Reduced dose: 10 mg or 14 mg starting lenvatinib dosage; standard dose: 20 mg starting lenvatinib dose. PFS=progression-free survival; OS=overall survival; DOR=duration of response; CI=confidence interval; HR=hazard ratio; PR=partial response.

Clinical response and survival in Black patients

Of the 43 study patients, 12 (28%) identified as Black. Black patients demonstrated an ORR of 41.7%, with no difference between standard and reduced dose lenvatinib (P=.56). Black patients demonstrated a CBR of 75%, with no difference between standard and reduced dose lenvatinib (P=.50). The median PFS for Black patients was 5.9 months (95% CI: 2.9–16.5 months) compared to 8 months (95% CI: 4.2–9.7 months) for all other races (P=.7). The median OS for Black patients was 20.2 months (95% CI: 4.8-NE) compared to 18.3 months (95% CI: 8.9-NE) for all other races (P=.86).

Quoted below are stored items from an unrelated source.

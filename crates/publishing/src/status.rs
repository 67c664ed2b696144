//! Event status derivation.
//!
//! An event's status is never stored. It is recomputed from its publications
//! every time the event is read.

use std::collections::{BTreeMap, BTreeSet};

use reshare_common::types::{Event, EventPublicationStatus, Publication, PublicationStatus};

use crate::{Error, Result};

/// Derive the aggregate status from the set of publication statuses.
pub fn resolve_status(
    statuses: impl IntoIterator<Item = PublicationStatus>,
) -> Result<EventPublicationStatus> {
    let distinct: BTreeSet<PublicationStatus> = statuses.into_iter().collect();
    let distinct: Vec<PublicationStatus> = distinct.into_iter().collect();

    match distinct.as_slice() {
        [] | [PublicationStatus::Waiting] => Ok(EventPublicationStatus::Waiting),
        [PublicationStatus::Completed] => Ok(EventPublicationStatus::Completed),
        [PublicationStatus::Failed] => Ok(EventPublicationStatus::Failed),
        [PublicationStatus::Failed, PublicationStatus::Completed] => {
            Ok(EventPublicationStatus::Partial)
        },
        other => Err(Error::invariant(format!(
            "cannot derive an event status from publication statuses {other:?}"
        ))),
    }
}

/// Recompute `status` and `publication_time` of `event` from `publications`.
///
/// When a channel has several concluded publications the latest timestamp
/// wins.
pub fn hydrate_event(event: Event, publications: &[Publication]) -> Result<Event> {
    let status = resolve_status(publications.iter().map(|p| p.status))?;

    let mut times = BTreeMap::new();
    for publication in publications.iter().filter(|p| p.is_concluded()) {
        let Some(at) = publication.timestamp else {
            continue;
        };
        times
            .entry(publication.channel.clone())
            .and_modify(|t| {
                if at > *t {
                    *t = at;
                }
            })
            .or_insert(at);
    }

    Ok(event.with_publication_state(status, times))
}
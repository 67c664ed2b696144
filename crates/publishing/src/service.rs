//! The operations the CLI exposes, wired over a store and the coordinators.

use std::{collections::BTreeMap, sync::Arc, time::Duration};

use {
    reshare_channels::ChannelRegistry,
    reshare_common::types::{Event, EventPublicationStatus, Publication, PublicationStatus},
    tokio_util::sync::CancellationToken,
    tracing::{info, warn},
    uuid::Uuid,
};

use crate::{
    Error, Result,
    builder::PublicationBuilder,
    clock::Clock,
    coordinator::PublicationCoordinator,
    dry_run::DryRunCoordinator,
    notifier::FailureNotifier,
    recap::RecapCoordinator,
    report::{EventPublication, EventReport, RecapPublication, RecapReport},
    selection::SelectionStrategy,
    store::PublicationStore,
};

/// Publishing engine entry point.
pub struct PublishingService {
    store: Arc<dyn PublicationStore>,
    builder: PublicationBuilder,
    strategy: Box<dyn SelectionStrategy>,
    notifier: FailureNotifier,
    clock: Arc<dyn Clock>,
    coordinator: PublicationCoordinator,
    dry_run: DryRunCoordinator,
    recap: RecapCoordinator,
}

impl PublishingService {
    /// `registry` holds the active publishing channels. Every channel call is
    /// bounded by `channel_timeout`.
    pub fn new(
        store: Arc<dyn PublicationStore>,
        registry: ChannelRegistry,
        strategy: Box<dyn SelectionStrategy>,
        notifier: FailureNotifier,
        clock: Arc<dyn Clock>,
        channel_timeout: Duration,
    ) -> Self {
        Self {
            store,
            builder: PublicationBuilder::new(registry),
            strategy,
            notifier,
            coordinator: PublicationCoordinator::new(channel_timeout, clock.clone()),
            dry_run: DryRunCoordinator::new(channel_timeout, clock.clone()),
            recap: RecapCoordinator::new(channel_timeout),
            clock,
        }
    }

    /// Stop dispatching new channel calls once `cancel` fires.
    #[must_use]
    pub fn with_cancellation(mut self, cancel: CancellationToken) -> Self {
        self.coordinator = self.coordinator.with_cancellation(cancel);
        self
    }

    pub fn store(&self) -> &Arc<dyn PublicationStore> {
        &self.store
    }

    fn active_channels(&self) -> Vec<String> {
        self.builder
            .registry()
            .list()
            .into_iter()
            .map(String::from)
            .collect()
    }

    fn channels_or_active(&self, channels: Option<&[String]>) -> Vec<String> {
        channels.map_or_else(|| self.active_channels(), <[String]>::to_vec)
    }

    async fn require_event(&self, event_id: Uuid) -> Result<Event> {
        self.store
            .get_event(event_id)
            .await?
            .ok_or_else(|| Error::event_not_found(event_id))
    }

    /// Publish the event the selection strategy picks, on every active
    /// channel. `None` when there is nothing to publish right now.
    pub async fn publish_next(&self) -> Result<Option<EventReport>> {
        let (waiting, published): (Vec<Event>, Vec<Event>) = self
            .store
            .list_events()
            .await?
            .into_iter()
            .partition(|e| e.status() == EventPublicationStatus::Waiting);

        // Events that already started are never announced.
        let now = self.clock.now();
        let unpublished: Vec<Event> = waiting.into_iter().filter(|e| e.begin() > now).collect();

        let Some(event) = self.strategy.select(&published, &unpublished)? else {
            info!(
                unpublished = unpublished.len(),
                "no event selected for publication"
            );
            return Ok(None);
        };

        let channels = self.active_channels();
        if channels.is_empty() {
            warn!(event_id = %event.id(), "no active publishers, nothing to do");
            return Ok(None);
        }

        let publications = self.builder.publications(&event, &channels)?;
        self.run(publications).await.map(Some)
    }

    /// Publish one event on `channels`, or on every active channel.
    pub async fn publish_specific(
        &self,
        event_id: Uuid,
        channels: Option<&[String]>,
    ) -> Result<EventReport> {
        let event = self.require_event(event_id).await?;
        let publications = self
            .builder
            .publications(&event, &self.channels_or_active(channels))?;
        self.run(publications).await
    }

    /// Validate and render without sending or persisting anything.
    pub async fn dry_run(
        &self,
        event_id: Uuid,
        channels: Option<&[String]>,
    ) -> Result<EventReport> {
        let event = self.require_event(event_id).await?;
        let publications = self
            .builder
            .publications(&event, &self.channels_or_active(channels))?;
        Ok(self.dry_run.run(publications).await)
    }

    /// Send a digest of the announced events that have not started yet.
    /// `None` when there is no such event.
    pub async fn recap(&self, channels: Option<&[String]>) -> Result<Option<RecapReport>> {
        let now = self.clock.now();
        let events: Vec<Event> = self
            .store
            .list_events()
            .await?
            .into_iter()
            .filter(|e| {
                matches!(
                    e.status(),
                    EventPublicationStatus::Completed | EventPublicationStatus::Partial
                ) && e.begin() > now
            })
            .collect();
        if events.is_empty() {
            info!("no upcoming published events, skipping recap");
            return Ok(None);
        }

        let recaps = self
            .channels_or_active(channels)
            .iter()
            .map(|name| {
                let channel = self
                    .builder
                    .registry()
                    .get(name)
                    .cloned()
                    .ok_or_else(|| Error::unknown_channel(name))?;
                Ok(RecapPublication {
                    channel,
                    events: events.clone(),
                })
            })
            .collect::<Result<Vec<_>>>()?;

        let report = self.recap.run(recaps).await;
        info!(
            events = events.len(),
            channels = report.len(),
            successful = report.successful(),
            "recap finished"
        );
        Ok(Some(report))
    }

    /// Re-run one FAILED publication under its original id.
    pub async fn retry_publication(&self, publication_id: Uuid) -> Result<EventReport> {
        let publication = self
            .store
            .get_publication(publication_id)
            .await?
            .ok_or(Error::PublicationNotFound { publication_id })?;
        if publication.status != PublicationStatus::Failed {
            return Err(Error::NotRetryable {
                publication_id,
                status: publication.status,
            });
        }

        let event = self.require_event(publication.event_id).await?;
        let publications = self.builder.bind(&event, vec![publication.reopen()])?;
        self.run(publications).await
    }

    /// Re-run every channel whose latest publication of the event FAILED.
    /// `None` when no channel is in that state.
    pub async fn retry_event(&self, event_id: Uuid) -> Result<Option<EventReport>> {
        let event = self.require_event(event_id).await?;
        let failed = latest_failed(self.store.list_publications(event_id).await?);
        if failed.is_empty() {
            info!(event_id = %event_id, "no failed publications to retry");
            return Ok(None);
        }

        let publications = self
            .builder
            .bind(&event, failed.into_iter().map(Publication::reopen).collect())?;
        self.run(publications).await.map(Some)
    }

    /// Dispatch, persist, then alert operators about each failure.
    async fn run(&self, publications: Vec<EventPublication>) -> Result<EventReport> {
        let report = self.coordinator.run(publications).await;
        self.store.save_report(&report).await?;

        for failed in report.failed() {
            self.notifier.notify(failed).await;
        }

        if let Some(first) = report.reports().first() {
            let event = &first.publication.event;
            if report.successful() {
                info!(
                    event_id = %event.id(),
                    channels = report.len(),
                    "event published"
                );
            } else {
                warn!(
                    event_id = %event.id(),
                    failed = report.failed().count(),
                    channels = report.len(),
                    "event publication had failures"
                );
            }
        }
        Ok(report)
    }
}

/// The latest publication per channel, kept only when it FAILED.
fn latest_failed(publications: Vec<Publication>) -> Vec<Publication> {
    let mut latest: BTreeMap<String, Publication> = BTreeMap::new();
    for publication in publications {
        match latest.get(&publication.channel) {
            Some(current) if current.timestamp >= publication.timestamp => {},
            _ => {
                latest.insert(publication.channel.clone(), publication);
            },
        }
    }
    latest
        .into_values()
        .filter(|p| p.status == PublicationStatus::Failed)
        .collect()
}
use crate::plugin::Channel;

/// Registry of configured channels, kept in registration order.
#[derive(Debug, Clone, Default)]
pub struct ChannelRegistry {
    channels: Vec<Channel>,
}

impl ChannelRegistry {
    pub fn new() -> Self {
        Self::default()
    }

    /// Register a channel, replacing any previous channel with the same name
    /// in place.
    pub fn register(&mut self, channel: Channel) {
        match self.channels.iter_mut().find(|c| c.name() == channel.name()) {
            Some(existing) => *existing = channel,
            None => self.channels.push(channel),
        }
    }

    pub fn get(&self, name: &str) -> Option<&Channel> {
        self.channels.iter().find(|c| c.name() == name)
    }

    pub fn list(&self) -> Vec<&str> {
        self.channels.iter().map(Channel::name).collect()
    }

    pub fn channels(&self) -> &[Channel] {
        &self.channels
    }

    pub fn is_empty(&self) -> bool {
        self.channels.is_empty()
    }

    pub fn len(&self) -> usize {
        self.channels.len()
    }
}
use std::error::Error as StdError;

use {reshare_common::types::PublicationStatus, thiserror::Error, uuid::Uuid};

/// Errors that escape the engine.
///
/// Per-channel problems never show up here: they are turned into FAILED
/// report entries at the channel boundary.
#[derive(Debug, Error)]
pub enum Error {
    /// Data that cannot exist if every invariant held (impossible status
    /// mix, publication recorded in the future, ...).
    #[error("invariant violation: {message}")]
    InvariantViolation { message: String },

    #[error("storage error: {context}: {source}")]
    Storage {
        context: String,
        #[source]
        source: Box<dyn StdError + Send + Sync>,
    },

    #[error("event not found: {event}")]
    EventNotFound { event: String },

    #[error("publication not found: {publication_id}")]
    PublicationNotFound { publication_id: Uuid },

    #[error("unknown channel: {name}")]
    UnknownChannel { name: String },

    #[error("publication {publication_id} is {status}, only FAILED publications can be retried")]
    NotRetryable {
        publication_id: Uuid,
        status: PublicationStatus,
    },

    #[error(transparent)]
    Event(#[from] reshare_common::Error),

    #[error("{message}")]
    Message { message: String },
}

impl Error {
    #[must_use]
    pub fn invariant(message: impl Into<String>) -> Self {
        Self::InvariantViolation {
            message: message.into(),
        }
    }

    #[must_use]
    pub fn storage(
        context: impl Into<String>,
        source: impl StdError + Send + Sync + 'static,
    ) -> Self {
        Self::Storage {
            context: context.into(),
            source: Box::new(source),
        }
    }

    #[must_use]
    pub fn event_not_found(event: impl std::fmt::Display) -> Self {
        Self::EventNotFound {
            event: event.to_string(),
        }
    }

    #[must_use]
    pub fn unknown_channel(name: impl Into<String>) -> Self {
        Self::UnknownChannel { name: name.into() }
    }

    #[must_use]
    pub fn message(message: impl Into<String>) -> Self {
        Self::Message {
            message: message.into(),
        }
    }
}

impl From<sqlx::Error> for Error {
    fn from(source: sqlx::Error) -> Self {
        Self::storage("database", source)
    }
}

impl From<sqlx::migrate::MigrateError> for Error {
    fn from(source: sqlx::migrate::MigrateError) -> Self {
        Self::storage("migration", source)
    }
}

impl reshare_common::FromMessage for Error {
    fn from_message(message: String) -> Self {
        Self::Message { message }
    }
}

pub type Result<T> = std::result::Result<T, Error>;

reshare_common::impl_context!();
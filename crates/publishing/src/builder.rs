use {
    reshare_channels::ChannelRegistry,
    reshare_common::types::{Event, Publication},
};

use crate::{Error, Result, report::EventPublication};

/// Creates publication placeholders and binds them to registered channels.
#[derive(Debug, Clone, Default)]
pub struct PublicationBuilder {
    registry: ChannelRegistry,
}

impl PublicationBuilder {
    pub fn new(registry: ChannelRegistry) -> Self {
        Self { registry }
    }

    pub fn registry(&self) -> &ChannelRegistry {
        &self.registry
    }

    /// One WAITING publication of `event` per channel name, in input order.
    pub fn build<S: AsRef<str>>(event: &Event, channels: &[S]) -> Vec<Publication> {
        channels
            .iter()
            .map(|name| Publication::waiting(event.id(), name.as_ref()))
            .collect()
    }

    /// Attach each publication to its channel.
    pub fn bind(
        &self,
        event: &Event,
        publications: Vec<Publication>,
    ) -> Result<Vec<EventPublication>> {
        publications
            .into_iter()
            .map(|publication| {
                if publication.event_id != event.id() {
                    return Err(Error::invariant(format!(
                        "publication {} belongs to event {}, not {}",
                        publication.id,
                        publication.event_id,
                        event.id()
                    )));
                }
                let channel = self
                    .registry
                    .get(&publication.channel)
                    .cloned()
                    .ok_or_else(|| Error::unknown_channel(&publication.channel))?;
                Ok(EventPublication {
                    publication,
                    event: event.clone(),
                    channel,
                })
            })
            .collect()
    }

    /// [`Self::build`] then [`Self::bind`].
    pub fn publications<S: AsRef<str>>(
        &self,
        event: &Event,
        channels: &[S],
    ) -> Result<Vec<EventPublication>> {
        self.bind(event, Self::build(event, channels))
    }
}

#[allow(clippy::unwrap_used, clippy::expect_used)]
#[cfg(test)]
mod tests {
    use {
        super::*,
        crate::testing::{MockChannel, event},
        reshare_common::types::PublicationStatus,
    };

    fn builder() -> PublicationBuilder {
        let mut registry = ChannelRegistry::default();
        registry.register(MockChannel::ok("telegram").channel());
        registry.register(MockChannel::ok("zulip").channel());
        PublicationBuilder::new(registry)
    }

    #[test]
    fn build_one_waiting_placeholder_per_channel() {
        let e = event("E");
        let publications = PublicationBuilder::build(&e, &["zulip", "telegram"]);
        assert_eq!(publications.len(), 2);
        assert_eq!(publications[0].channel, "zulip");
        assert_eq!(publications[1].channel, "telegram");
        assert!(publications.iter().all(|p| p.status == PublicationStatus::Waiting));
        assert!(publications.iter().all(|p| p.event_id == e.id()));
        assert_ne!(publications[0].id, publications[1].id);
    }

    #[test]
    fn bind_resolves_channels() {
        let e = event("E");
        let bound = builder().publications(&e, &["telegram", "zulip"]).unwrap();
        let names: Vec<_> = bound.iter().map(EventPublication::channel_name).collect();
        assert_eq!(names, vec!["telegram", "zulip"]);
    }

    #[test]
    fn unknown_channel_is_an_error() {
        let e = event("E");
        let err = builder().publications(&e, &["facebook"]).unwrap_err();
        assert!(matches!(err, Error::UnknownChannel { name } if name == "facebook"));
    }

    #[test]
    fn bind_rejects_publication_of_another_event() {
        let e = event("E");
        let other = event("F");
        let publications = PublicationBuilder::build(&other, &["telegram"]);
        let err = builder().bind(&e, publications).unwrap_err();
        assert!(matches!(err, Error::InvariantViolation { .. }));
    }
}
use std::{sync::Arc, time::Duration};

use tokio_util::sync::CancellationToken;

use crate::{
    clock::Clock,
    coordinator::{Finalizer, Validated, validate_all},
    report::{CoordinatorReport, EventPublication},
};

/// Runs the validate phase and reports what would be sent, without sending.
#[derive(Clone)]
pub struct DryRunCoordinator {
    timeout: Duration,
    finalizer: Finalizer,
}

impl DryRunCoordinator {
    pub fn new(timeout: Duration, clock: Arc<dyn Clock>) -> Self {
        Self {
            timeout,
            finalizer: Finalizer { clock },
        }
    }

    pub async fn run(
        &self,
        publications: Vec<EventPublication>,
    ) -> CoordinatorReport<EventPublication> {
        let validated = validate_all(publications, self.timeout, &CancellationToken::new()).await;
        let reports = validated
            .into_iter()
            .map(|v| match v {
                Validated::Ready {
                    publication,
                    message,
                } => self.finalizer.completed(publication, message),
                Validated::Rejected {
                    publication,
                    reason,
                } => self.finalizer.failed(publication, reason),
            })
            .collect();
        CoordinatorReport::new(reports)
    }
}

Reduced vs standard lenvatinib starting dose

Twenty patients (47%) received a primary dose reduction for lenvatinib, defined as a starting dose less than the 20 mg standard dose; 10 patients received a starting dose of 14 mg and 10 received a starting dose of 10 mg. Patients who received a primary dose reduction were significantly older than those who received the standard starting dose, with a median age of 69 years vs 64 years, respectively (P=.01). No differences in race, ECOG status, stage at diagnosis, histology, or p53 status were observed between the reduced and standard dose groups (Table 1). Those who received a primary dose reduction had a median of 2 prior lines of platinum therapy compared to a median of 1 prior line among those who received the standard starting dose (P=.045). There was no difference in total cycles received or treatment interruptions, reductions, or discontinuations between the reduced and standard dose groups (Table 1). Toxicities were common in both groups; 18 (90%) of 20 patients with a starting dose of 10 mg or 14 mg compared to 18 (82%) of 23 patients in the standard dose group experienced a grade ≥3 AE (Table 3).

ORR and CBR were similar across starting dose groups (30% and 70%, respectively, for both the 10 mg and 14 mg groups; and 30% and 70%, respectively, for 20 mg group). The standard dose group experienced a statistically significantly shorter PFS compared to the reduced dose group (HR: 2.23, 95% CI: 1.11–4.47, P=.02) (Figure 2A); however, there was no difference in OS (HR: 1.6, 95% CI: 0.69–3.71, P=.27) or DOR (HR: 3.64, 95% CI: 0.72–18.29, P=.09) between the two groups (Figure 2B, 2C).

Figure 2.

Figure 2.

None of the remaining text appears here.